Au Québec, chaque fois qu'on s'apercevra que des groupes revendicateurs comme les anglo-montréalais, les immigrés, les minorités, les religions étrangères tentent de se soustraire à nos lois en prenant des détours malvenus, en cherchant des échappatoires, on va les rattraper au détour en modifiant la Charte pour les pincer et les mater. Chaque fois qu'ils essaieront de nous jouer dans le dos, on va les attendre de pied ferme. À chaque tentative, ils se feront remettre à leur place.


Au lieu d'être vague et statique, la Charte deviendra un outil de précision qui s'attaquera à chaque cas particulier, chaque situation problématique, possédant 1000 clauses. Bref, la Charte sera évolutive, malléable, aisément modifiable, ce qui lui permettra de s'adapter instantanément à chaque nouvelle réalité.


Certains frileux prétendront que cette idée va peut-être à l'encontre de la conception classique d'une Charte, mais ils seront forcés d'admettre qu'elle sera plus utile et efficace ainsi. N'hésitons jamais à changer tout ce qu'il y a à changer. Rien ne doit être considéré comme à jamais immuable. Changeons le paradigme, la définition même d'une Charte des droits s'il le faut.

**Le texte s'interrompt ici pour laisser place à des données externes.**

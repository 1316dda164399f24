// src/lib.rs

// Import the top-level `agentflow` module.
pub mod agentflow;

// Re-exporting key items for easier external access.
pub use agentflow::chat::{AgentProfile, ChatEvent, ChatService};
pub use agentflow::config::PlatformConfig;
pub use agentflow::error::PlatformError;
pub use agentflow::llm::{ChatMessage, ChatRequest, LlmProvider, LlmResponse, MessageRole};
pub use agentflow::workflow::WorkflowEngine;
//! Chat / tool-use loop tests.
//!
//! A scripted LLM provider drives the loop deterministically: each test
//! wires a provider returning tool calls or plain content on successive
//! rounds, a registry of counting tools, and an in-memory store, then
//! asserts the loop's termination, event grammar, and persistence.

use agentflow::agentflow::chat::{ChatEvent, ChatService, MAX_TOOL_ITERATIONS};
use agentflow::agentflow::error::PlatformError;
use agentflow::agentflow::llm::{
    ChatRequest, ChunkStream, LlmProvider, LlmResponse, ToolCallRequest,
};
use agentflow::agentflow::models::Agent;
use agentflow::agentflow::repository::{MemoryStore, MessageRepository};
use agentflow::agentflow::tools::{
    Tool, ToolDefinition, ToolError, ToolRegistry, ToolResult,
};
use async_trait::async_trait;
use futures_util::StreamExt;
use serde_json::{json, Value};
use std::collections::VecDeque;
use std::sync::atomic::{AtomicUsize, Ordering};
use std::sync::{Arc, Mutex};
use uuid::Uuid;

/// Returns scripted responses in order; repeats the last behavior (plain
/// "done" content) when the script is exhausted.  Counts LLM calls.
struct ScriptedProvider {
    script: Mutex<VecDeque<LlmResponse>>,
    calls: AtomicUsize,
}

impl ScriptedProvider {
    fn new(script: Vec<LlmResponse>) -> Self {
        Self {
            script: Mutex::new(script.into()),
            calls: AtomicUsize::new(0),
        }
    }

    fn calls(&self) -> usize {
        self.calls.load(Ordering::SeqCst)
    }

    fn content(text: &str) -> LlmResponse {
        LlmResponse {
            content: text.to_string(),
            model: String::from("mock"),
            tool_calls: vec![],
            usage: None,
        }
    }

    fn tool_call(id: &str, name: &str, arguments: Value) -> LlmResponse {
        LlmResponse {
            content: String::new(),
            model: String::from("mock"),
            tool_calls: vec![ToolCallRequest {
                id: id.to_string(),
                name: name.to_string(),
                arguments,
            }],
            usage: None,
        }
    }
}

#[async_trait]
impl LlmProvider for ScriptedProvider {
    async fn chat(&self, _request: ChatRequest) -> Result<LlmResponse, PlatformError> {
        self.calls.fetch_add(1, Ordering::SeqCst);
        Ok(self
            .script
            .lock()
            .unwrap()
            .pop_front()
            .unwrap_or_else(|| Self::content("done")))
    }

    async fn chat_stream(&self, _request: ChatRequest) -> Result<ChunkStream, PlatformError> {
        Ok(Box::pin(futures_util::stream::empty()))
    }
}

/// A provider that emits one tool call on every round, forever.
struct RelentlessToolCaller {
    calls: AtomicUsize,
}

#[async_trait]
impl LlmProvider for RelentlessToolCaller {
    async fn chat(&self, _request: ChatRequest) -> Result<LlmResponse, PlatformError> {
        let n = self.calls.fetch_add(1, Ordering::SeqCst);
        Ok(LlmResponse {
            content: String::new(),
            model: String::from("mock"),
            tool_calls: vec![ToolCallRequest {
                id: format!("call_{}", n),
                name: String::from("counter"),
                arguments: json!({}),
            }],
            usage: None,
        })
    }

    async fn chat_stream(&self, _request: ChatRequest) -> Result<ChunkStream, PlatformError> {
        Ok(Box::pin(futures_util::stream::empty()))
    }
}
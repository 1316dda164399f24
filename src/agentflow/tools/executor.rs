//! Tool execution engine.
//!
//! Dispatches tool calls against the registry with a per-turn call budget
//! and a wall-clock timeout per call.  All failure modes — over-limit,
//! unknown tool, timeout, invalid arguments, execution fault — are folded
//! into non-ok [`ToolResult`]s; the executor itself never errors, because
//! tool outcomes are conversation data, not control flow.

use crate::agentflow::tools::{Tool, ToolError, ToolRegistry, ToolResult};
use futures_util::future::join_all;
use serde_json::Value;
use std::sync::atomic::{AtomicU32, Ordering};
use std::sync::Arc;
use std::time::Duration;

/// Default cap on tool calls within one chat turn.
pub const MAX_TOOL_CALLS_PER_TURN: u32 = 5;

/// Default timeout for a single tool execution.
pub const DEFAULT_TIMEOUT: Duration = Duration::from_secs(60);

/// Per-turn tool executor.
///
/// The call counter is turn-local: the chat loop resets it at the start of
/// each turn via [`ToolExecutor::reset_call_count`].
pub struct ToolExecutor {
    registry: Arc<ToolRegistry>,
    default_timeout: Duration,
    max_calls: u32,
    call_count: AtomicU32,
}

impl ToolExecutor {
    pub fn new(registry: Arc<ToolRegistry>) -> Self {
        Self {
            registry,
            default_timeout: DEFAULT_TIMEOUT,
            max_calls: MAX_TOOL_CALLS_PER_TURN,
            call_count: AtomicU32::new(0),
        }
    }

    /// Override the default per-call timeout (builder pattern).
    pub fn with_timeout(mut self, timeout: Duration) -> Self {
        self.default_timeout = timeout;
        self
    }

    /// Override the per-turn call cap (builder pattern).
    pub fn with_max_calls(mut self, max_calls: u32) -> Self {
        self.max_calls = max_calls;
        self
    }

    /// Reset the call counter for a new turn.
    pub fn reset_call_count(&self) {
        self.call_count.store(0, Ordering::SeqCst);
    }

    /// Number of tool calls made this turn.
    pub fn calls_made(&self) -> u32 {
        self.call_count.load(Ordering::SeqCst)
    }

    /// Number of tool calls remaining this turn.
    pub fn calls_remaining(&self) -> u32 {
        self.max_calls
            .saturating_sub(self.call_count.load(Ordering::SeqCst))
    }

    /// Execute a single tool.
    ///
    /// Checks the per-turn budget, resolves the tool, and runs it under the
    /// effective timeout.  Every failure path returns a non-ok result.
    pub async fn execute(&self, tool_name: &str, args: Value, timeout: Option<Duration>) -> ToolResult {
        if self.call_count.load(Ordering::SeqCst) >= self.max_calls {
            log::warn!("tool call limit reached ({})", self.max_calls);
            return ToolResult::failure(format!(
                "Tool call limit reached ({} calls per turn)",
                self.max_calls
            ));
        }

        let tool = match self.registry.get(tool_name) {
            Some(tool) => Arc::clone(tool),
            None => {
                log::error!("unknown tool: {}", tool_name);
                return ToolResult::failure(format!("Unknown tool: {}", tool_name));
            }
        };

        let effective_timeout = timeout.unwrap_or(self.default_timeout);
        self.call_count.fetch_add(1, Ordering::SeqCst);
        log::info!("executing tool: {}", tool_name);

        match tokio::time::timeout(effective_timeout, tool.execute(args)).await {
            Ok(Ok(result)) => {
                log::info!("tool {} completed: success={}", tool_name, result.success);
                result
            }
            Ok(Err(ToolError::InvalidArguments(msg))) => {
                log::error!("tool {} invalid arguments: {}", tool_name, msg);
                ToolResult::failure(format!("Invalid arguments: {}", msg))
            }
            Ok(Err(e)) => {
                log::error!("tool {} execution failed: {}", tool_name, e);
                ToolResult::failure(format!("Execution error: {}", e))
            }
            Err(_) => {
                log::error!(
                    "tool {} timed out after {}s",
                    tool_name,
                    effective_timeout.as_secs()
                );
                ToolResult::failure(format!(
                    "Tool execution timed out after {} seconds",
                    effective_timeout.as_secs()
                ))
            }
        }
    }

    /// Execute multiple tools concurrently.
    ///
    /// When more calls are requested than the remaining budget allows, the
    /// first `remaining` run concurrently and the overflow receives
    /// over-limit failures at the matching index positions.  Result order
    /// always matches request order.
    pub async fn execute_parallel(
        &self,
        calls: Vec<(String, Value)>,
        timeout: Option<Duration>,
    ) -> Vec<ToolResult> {
        if calls.is_empty() {
            return Vec::new();
        }

        let remaining = self.calls_remaining() as usize;
        if calls.len() > remaining {
            log::warn!(
                "too many tool calls: {} requested, {} remaining",
                calls.len(),
                remaining
            );
            let mut iter = calls.into_iter();
            let executable: Vec<_> = iter.by_ref().take(remaining).collect();
            let overflow: Vec<_> = iter.collect();

            let mut results = self.execute_batch(executable, timeout).await;
            for (tool_name, _) in overflow {
                results.push(ToolResult::failure(format!(
                    "Tool call limit reached, {} not executed",
                    tool_name
                )));
            }
            return results;
        }

        self.execute_batch(calls, timeout).await
    }

    async fn execute_batch(
        &self,
        calls: Vec<(String, Value)>,
        timeout: Option<Duration>,
    ) -> Vec<ToolResult> {
        let futures = calls
            .into_iter()
            .map(|(tool_name, args)| async move { self.execute(&tool_name, args, timeout).await });
        join_all(futures).await
    }
}

#[cfg(test)]
mod tests {
    use super::*;
    use crate::agentflow::tools::{ToolDefinition, ToolError};
    use async_trait::async_trait;
    use serde_json::json;

    struct OkTool;

    #[async_trait]
    impl Tool for OkTool {
        fn definition(&self) -> ToolDefinition {
            ToolDefinition::new("ok", "Always succeeds")
        }

        async fn execute(&self, args: Value) -> Result<ToolResult, ToolError> {
            Ok(ToolResult::success(args))
        }
    }

    struct SlowTool;

    #[async_trait]
    impl Tool for SlowTool {
        fn definition(&self) -> ToolDefinition {
            ToolDefinition::new("slow", "Sleeps for a long time")
        }

        async fn execute(&self, _args: Value) -> Result<ToolResult, ToolError> {
            tokio::time::sleep(Duration::from_secs(30)).await;
            Ok(ToolResult::success(Value::Null))
        }
    }

    struct PickyTool;

    #[async_trait]
    impl Tool for PickyTool {
        fn definition(&self) -> ToolDefinition {
            ToolDefinition::new("picky", "Requires a string argument")
        }

        async fn execute(&self, args: Value) -> Result<ToolResult, ToolError> {
            args.get("text")
                .and_then(|v| v.as_str())
                .map(|s| ToolResult::success(json!(s)))
                .ok_or_else(|| {
                    ToolError::InvalidArguments(String::from("text must be a string"))
                })
        }
    }

    fn executor() -> ToolExecutor {
        let mut registry = ToolRegistry::new();
        registry.register(Arc::new(OkTool));
        registry.register(Arc::new(SlowTool));
        registry.register(Arc::new(PickyTool));
        ToolExecutor::new(Arc::new(registry))
    }

    #[tokio::test]
    async fn test_call_limit_enforced() {
        let executor = executor();
        for _ in 0..MAX_TOOL_CALLS_PER_TURN {
            let result = executor.execute("ok", json!({}), None).await;
            assert!(result.success);
        }
        let over = executor.execute("ok", json!({}), None).await;
        assert!(!over.success);
        assert!(over.error.unwrap().contains("limit"));
        assert_eq!(executor.calls_made(), MAX_TOOL_CALLS_PER_TURN);
    }

    #[tokio::test]
    async fn test_reset_restores_budget() {
        let executor = executor();
        for _ in 0..MAX_TOOL_CALLS_PER_TURN {
            executor.execute("ok", json!({}), None).await;
        }
        executor.reset_call_count();
        assert_eq!(executor.calls_remaining(), MAX_TOOL_CALLS_PER_TURN);
        assert!(executor.execute("ok", json!({}), None).await.success);
    }

    #[tokio::test]
    async fn test_unknown_tool_is_result_not_panic() {
        let executor = executor();
        let result = executor.execute("nope", json!({}), None).await;
        assert!(!result.success);
        assert_eq!(result.error.unwrap(), "Unknown tool: nope");
        // The failed lookup did not consume budget.
        assert_eq!(executor.calls_made(), 0);
    }

    #[tokio::test]
    async fn test_timeout_returns_failure() {
        let executor = executor();
        let result = executor
            .execute("slow", json!({}), Some(Duration::from_millis(20)))
            .await;
        assert!(!result.success);
        assert!(result.error.unwrap().contains("timed out"));
    }

    #[tokio::test]
    async fn test_invalid_arguments_are_contained() {
        let executor = executor();
        let result = executor.execute("picky", json!({"text": 7}), None).await;
        assert!(!result.success);
        assert!(result.error.unwrap().starts_with("Invalid arguments"));
    }

    #[tokio::test]
    async fn test_parallel_overflow_keeps_order() {
        let executor = executor();
        // Burn 3 of the 5 budget slots.
        for _ in 0..3 {
            executor.execute("ok", json!({}), None).await;
        }

        let calls = vec![
            (String::from("ok"), json!({"i": 0})),
            (String::from("ok"), json!({"i": 1})),
            (String::from("ok"), json!({"i": 2})),
            (String::from("ok"), json!({"i": 3})),
        ];
        let results = executor.execute_parallel(calls, None).await;

        assert_eq!(results.len(), 4);
        assert!(results[0].success);
        assert!(results[1].success);
        assert!(!results[2].success);
        assert!(!results[3].success);
        assert_eq!(results[0].output["i"], 0);
        assert_eq!(results[1].output["i"], 1);
    }

    #[tokio::test]
    async fn test_parallel_empty_input() {
        let executor = executor();
        assert!(executor.execute_parallel(vec![], None).await.is_empty());
    }
}
//! HTTP surface.
//!
//! The trigger and A2A plane of the platform:
//!
//! | Method | Path | Purpose |
//! |---|---|---|
//! | POST | `/webhooks/{*path}` | Fire a webhook trigger (HMAC if secret set) |
//! | POST | `/execute/{workflow_id}` | Fire an API trigger (`X-API-Key`) |
//! | GET  | `/api-trigger/rate-limit` | Remaining budget (read-only) |
//! | GET  | `/a2a/agents/{id}/.well-known/agent.json` | Agent card |
//! | POST | `/a2a/agents/{id}/tasks` | Submit an A2A task |
//! | GET  | `/a2a/agents/{id}/tasks/{task_id}` | Poll an A2A task |
//! | POST | `/a2a/agents/{id}/tasks/{task_id}/cancel` | Cancel an A2A task |
//!
//! Entity CRUD, user auth, and the rest of the management surface live in
//! an outer deployment; this module carries the core trigger paths only.

use crate::agentflow::a2a::card::generate_agent_card;
use crate::agentflow::a2a::server::A2AServer;
use crate::agentflow::a2a::types::extract_text_from_message;
use crate::agentflow::config::PlatformConfig;
use crate::agentflow::credentials::{scope_satisfied, CredentialStore, SCOPE_WORKFLOWS_EXECUTE};
use crate::agentflow::error::PlatformError;
use crate::agentflow::models::{Agent, ApiKey};
use crate::agentflow::queue::{JobPayload, TaskQueue, TriggerType};
use crate::agentflow::rate_limiter::{rate_limit_key, RateLimiter, DEFAULT_WINDOW_SECONDS};
use crate::agentflow::repository::{
    AgentRepository, WebhookTriggerRepository, WorkflowRepository,
};
use axum::body::Bytes;
use axum::extract::{Path, State};
use axum::http::{HeaderMap, StatusCode};
use axum::response::IntoResponse;
use axum::routing::{get, post};
use axum::{Json, Router};
use chrono::Utc;
use hmac::{Hmac, Mac};
use serde_json::{json, Map, Value};
use sha2::{Digest, Sha256};
use std::net::SocketAddr;
use std::sync::Arc;
use subtle::ConstantTimeEq;
use uuid::Uuid;

/// Shared handler state, built once at startup.
pub struct AppState {
    pub config: PlatformConfig,
    pub agents: Arc<dyn AgentRepository>,
    pub workflows: Arc<dyn WorkflowRepository>,
    pub webhooks: Arc<dyn WebhookTriggerRepository>,
    pub credentials: Arc<CredentialStore>,
    pub rate_limiter: Arc<RateLimiter>,
    pub queue: Arc<TaskQueue>,
    pub a2a: Arc<A2AServer>,
}

/// Build the platform router.
pub fn build_router(state: Arc<AppState>) -> Router {
    Router::new()
        .route("/webhooks/{*path}", post(fire_webhook))
        .route("/execute/{workflow_id}", post(execute_workflow))
        .route("/api-trigger/rate-limit", get(read_rate_limit))
        .route(
            "/a2a/agents/{agent_id}/.well-known/agent.json",
            get(read_agent_card),
        )
        .route("/a2a/agents/{agent_id}/tasks", post(create_a2a_task))
        .route("/a2a/agents/{agent_id}/tasks/{task_id}", get(read_a2a_task))
        .route(
            "/a2a/agents/{agent_id}/tasks/{task_id}/cancel",
            post(cancel_a2a_task),
        )
        .with_state(state)
}

/// Bind `addr` and serve the router on a background task.  Returns the
/// bound address (useful with port 0) and the server handle.
pub async fn serve(
    state: Arc<AppState>,
    addr: &str,
) -> Result<(SocketAddr, tokio::task::JoinHandle<()>), PlatformError> {
    let listener = tokio::net::TcpListener::bind(addr)
        .await
        .map_err(|e| PlatformError::Internal(format!("could not bind {}: {}", addr, e)))?;
    let bound = listener
        .local_addr()
        .map_err(|e| PlatformError::Internal(e.to_string()))?;
    let app = build_router(state);

    log::info!("listening on {}", bound);
    let handle = tokio::spawn(async move {
        if let Err(e) = axum::serve(listener, app).await {
            log::error!("server error: {}", e);
        }
    });
    Ok((bound, handle))
}

/// Verify `sha256=<hex>` against `HMAC-SHA256(secret, body)`.
///
/// The comparison hashes both rendered digests and compares those in
/// constant time, so neither length nor content leaks through timing.
pub fn verify_webhook_signature(secret: &str, body: &[u8], header_value: &str) -> bool {
    let Some(presented_hex) = header_value.strip_prefix("sha256=") else {
        return false;
    };

    let Ok(mut mac) = Hmac::<Sha256>::new_from_slice(secret.as_bytes()) else {
        return false;
    };
    mac.update(body);
    let expected_hex = format!("{:x}", mac.finalize().into_bytes());

    let expected = Sha256::digest(expected_hex.as_bytes());
    let presented = Sha256::digest(presented_hex.as_bytes());
    bool::from(expected.ct_eq(&presented))
}

fn require_api_key(headers: &HeaderMap) -> Result<&str, PlatformError> {
    headers
        .get("X-API-Key")
        .and_then(|value| value.to_str().ok())
        .ok_or_else(|| PlatformError::Unauthenticated(String::from("Missing API key")))
}

async fn admit(state: &AppState, key: &ApiKey) -> Result<u32, PlatformError> {
    let (allowed, remaining) = state
        .rate_limiter
        .check(&rate_limit_key(key.id), key.rate_limit, DEFAULT_WINDOW_SECONDS)
        .await;
    if !allowed {
        return Err(PlatformError::RateLimited);
    }
    Ok(remaining)
}

// --- Webhook trigger -------------------------------------------------------

async fn fire_webhook(
    State(state): State<Arc<AppState>>,
    Path(path): Path<String>,
    headers: HeaderMap,
    body: Bytes,
) -> Result<impl IntoResponse, PlatformError> {
    let trigger = state
        .webhooks
        .find_active_by_path(&path)
        .await?
        .ok_or_else(|| PlatformError::NotFound(String::from("Webhook not found")))?;

    if let Some(secret) = &trigger.secret {
        let signature = headers
            .get("X-Webhook-Signature")
            .and_then(|value| value.to_str().ok())
            .unwrap_or("");
        if !verify_webhook_signature(secret, &body, signature) {
            return Err(PlatformError::Unauthenticated(String::from(
                "Invalid webhook signature",
            )));
        }
    }

    // Body that is not valid JSON degrades to an empty object.
    let parsed_body: Value = serde_json::from_slice(&body).unwrap_or_else(|_| json!({}));

    let header_map: Map<String, Value> = headers
        .iter()
        .map(|(name, value)| {
            (
                name.as_str().to_string(),
                json!(String::from_utf8_lossy(value.as_bytes())),
            )
        })
        .collect();

    state
        .webhooks
        .touch_last_triggered(trigger.id, Utc::now())
        .await?;

    let handle = state
        .queue
        .enqueue(JobPayload {
            workflow_id: trigger.workflow_id,
            trigger_type: TriggerType::Webhook,
            trigger_data: json!({
                "webhook_path": path,
                "headers": header_map,
                "body": parsed_body,
            }),
        })
        .await?;

    Ok((
        StatusCode::ACCEPTED,
        Json(json!({
            "status": "accepted",
            "task_id": handle.id,
        })),
    ))
}

// --- API trigger -----------------------------------------------------------

async fn execute_workflow(
    State(state): State<Arc<AppState>>,
    Path(workflow_id): Path<Uuid>,
    headers: HeaderMap,
    body: Bytes,
) -> Result<impl IntoResponse, PlatformError> {
    let presented = require_api_key(&headers)?;
    let key = state.credentials.validate(presented).await?;
    let remaining = admit(&state, &key).await?;

    if !scope_satisfied(&key, SCOPE_WORKFLOWS_EXECUTE) {
        return Err(PlatformError::Forbidden(format!(
            "Missing required scope: {}",
            SCOPE_WORKFLOWS_EXECUTE
        )));
    }

    // Scoped to the key's owner: a foreign workflow id reads as absent.
    let workflow = state
        .workflows
        .get_for_user(workflow_id, key.user_id)
        .await?
        .ok_or_else(|| PlatformError::NotFound(String::from("Workflow not found")))?;

    if !workflow.is_active {
        return Err(PlatformError::InvalidInput(String::from(
            "Workflow is not active",
        )));
    }

    let mut trigger_data = Map::new();
    trigger_data.insert(String::from("api_key_id"), json!(key.id));
    if let Ok(Value::Object(payload)) = serde_json::from_slice::<Value>(&body) {
        for (field, value) in payload {
            trigger_data.insert(field, value);
        }
    }

    let handle = state
        .queue
        .enqueue(JobPayload {
            workflow_id: workflow.id,
            trigger_type: TriggerType::Api,
            trigger_data: Value::Object(trigger_data),
        })
        .await?;

    Ok((
        StatusCode::ACCEPTED,
        Json(json!({
            "status": "accepted",
            "task_id": handle.id,
            "workflow_id": workflow.id,
            "rate_limit_remaining": remaining,
        })),
    ))
}

async fn read_rate_limit(
    State(state): State<Arc<AppState>>,
    headers: HeaderMap,
) -> Result<impl IntoResponse, PlatformError> {
    let presented = require_api_key(&headers)?;
    let key = state.credentials.validate(presented).await?;

    let remaining = state
        .rate_limiter
        .remaining(&rate_limit_key(key.id), key.rate_limit, DEFAULT_WINDOW_SECONDS)
        .await;

    Ok(Json(json!({
        "rate_limit": key.rate_limit,
        "remaining": remaining,
        "window_seconds": DEFAULT_WINDOW_SECONDS,
    })))
}

// --- A2A plane -------------------------------------------------------------

async fn a2a_enabled_agent(state: &AppState, agent_id: Uuid) -> Result<Agent, PlatformError> {
    let agent = state
        .agents
        .get(agent_id)
        .await?
        .ok_or_else(|| PlatformError::NotFound(String::from("Agent not found")))?;
    if !agent.a2a_enabled {
        return Err(PlatformError::Forbidden(String::from(
            "A2A is not enabled for this agent",
        )));
    }
    Ok(agent)
}

async fn read_agent_card(
    State(state): State<Arc<AppState>>,
    Path(agent_id): Path<Uuid>,
) -> Result<impl IntoResponse, PlatformError> {
    let agent = a2a_enabled_agent(&state, agent_id).await?;
    Ok(Json(generate_agent_card(
        &agent,
        &state.config.a2a_base_url,
        &state.config.app_name,
    )))
}

async fn create_a2a_task(
    State(state): State<Arc<AppState>>,
    Path(agent_id): Path<Uuid>,
    Json(request): Json<Value>,
) -> Result<impl IntoResponse, PlatformError> {
    let agent = a2a_enabled_agent(&state, agent_id).await?;

    let task_id = request
        .get("id")
        .and_then(|v| v.as_str())
        .map(|s| s.to_string())
        .unwrap_or_else(|| Uuid::new_v4().to_string());

    let message = request
        .get("message")
        .map(extract_text_from_message)
        .unwrap_or_default();
    if message.is_empty() {
        return Err(PlatformError::InvalidInput(String::from(
            "Message must contain text content",
        )));
    }

    let task = state.a2a.execute_task(&agent, &task_id, &message).await;
    Ok(Json(task))
}

async fn read_a2a_task(
    State(state): State<Arc<AppState>>,
    Path((agent_id, task_id)): Path<(Uuid, String)>,
) -> Result<impl IntoResponse, PlatformError> {
    let agent = a2a_enabled_agent(&state, agent_id).await?;
    let task = state
        .a2a
        .get_task_status(&agent, &task_id)
        .await
        .ok_or_else(|| PlatformError::NotFound(String::from("Task not found")))?;
    Ok(Json(task))
}

async fn cancel_a2a_task(
    State(state): State<Arc<AppState>>,
    Path((agent_id, task_id)): Path<(Uuid, String)>,
) -> Result<impl IntoResponse, PlatformError> {
    let agent = a2a_enabled_agent(&state, agent_id).await?;
    let task = state
        .a2a
        .cancel_task(&agent, &task_id)
        .await
        .ok_or_else(|| PlatformError::NotFound(String::from("Task not found")))?;
    Ok(Json(task))
}
//! Agent-to-Agent (A2A) protocol plane.
//!
//! Agents discover each other through an agent card and exchange tasks
//! over HTTP+JSON.  The task store keeps per-agent task lifecycles in
//! memory; the server executes tasks through the chat service; the client
//! talks to remote agents.

pub mod card;
pub mod client;
pub mod server;
pub mod task_store;
pub mod types;

pub use client::A2AClient;
pub use server::A2AServer;
pub use task_store::{TaskStore, TaskStoreManager};
pub use types::{A2ATaskContext, A2ATaskStatus};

En passant, lorsqu'on entend des constitutionnalistes se prononcer, je reste toujours étonné de voir à quel point aucun d'eux n'envisage même la possibilité que la Charte soit modifiée d'une virgule. Tout ce qui semble les préoccuper, c'est de déterminer si une situation donnée se plie à ses principes directeurs et de soutenir qu'elle le doit, sans s'interroger sur la validité de l'argumentation. Ils semblent tous si soumis et obéissants au statu quo.


Ce que le peuple majoritaire veut, les lois et la Charte doivent le refléter. Protégeons la société que nous avons bâtie et qui nous appartient contre les attaques et revendications des minorités ethniques et religieuses irrespectueuses qui osent effrontément s'en prendre à nos institutions et à notre notion du bien-vivre ensemble. Les minorités ont le devoir et l'obligation de se plier de bon gré à toutes nos règles et usages, ou devraient alors être priées de quitter.



En raison de sa formulation qui laisse trop de place à de l'interprétation incorrecte, la Charte des droits et libertés dans son état actuel sert surtout ceux qui ne veulent pas en respecter l'esprit, rien de moins! C'est du contre-emploi dans pratiquement 100% des cas. C'est ce qui rend la nécessité de pouvoir la modifier rapidement, dès que le besoin s'en fait sentir, d'autant plus urgente, pour éviter les abus qu'on cherce à en faire.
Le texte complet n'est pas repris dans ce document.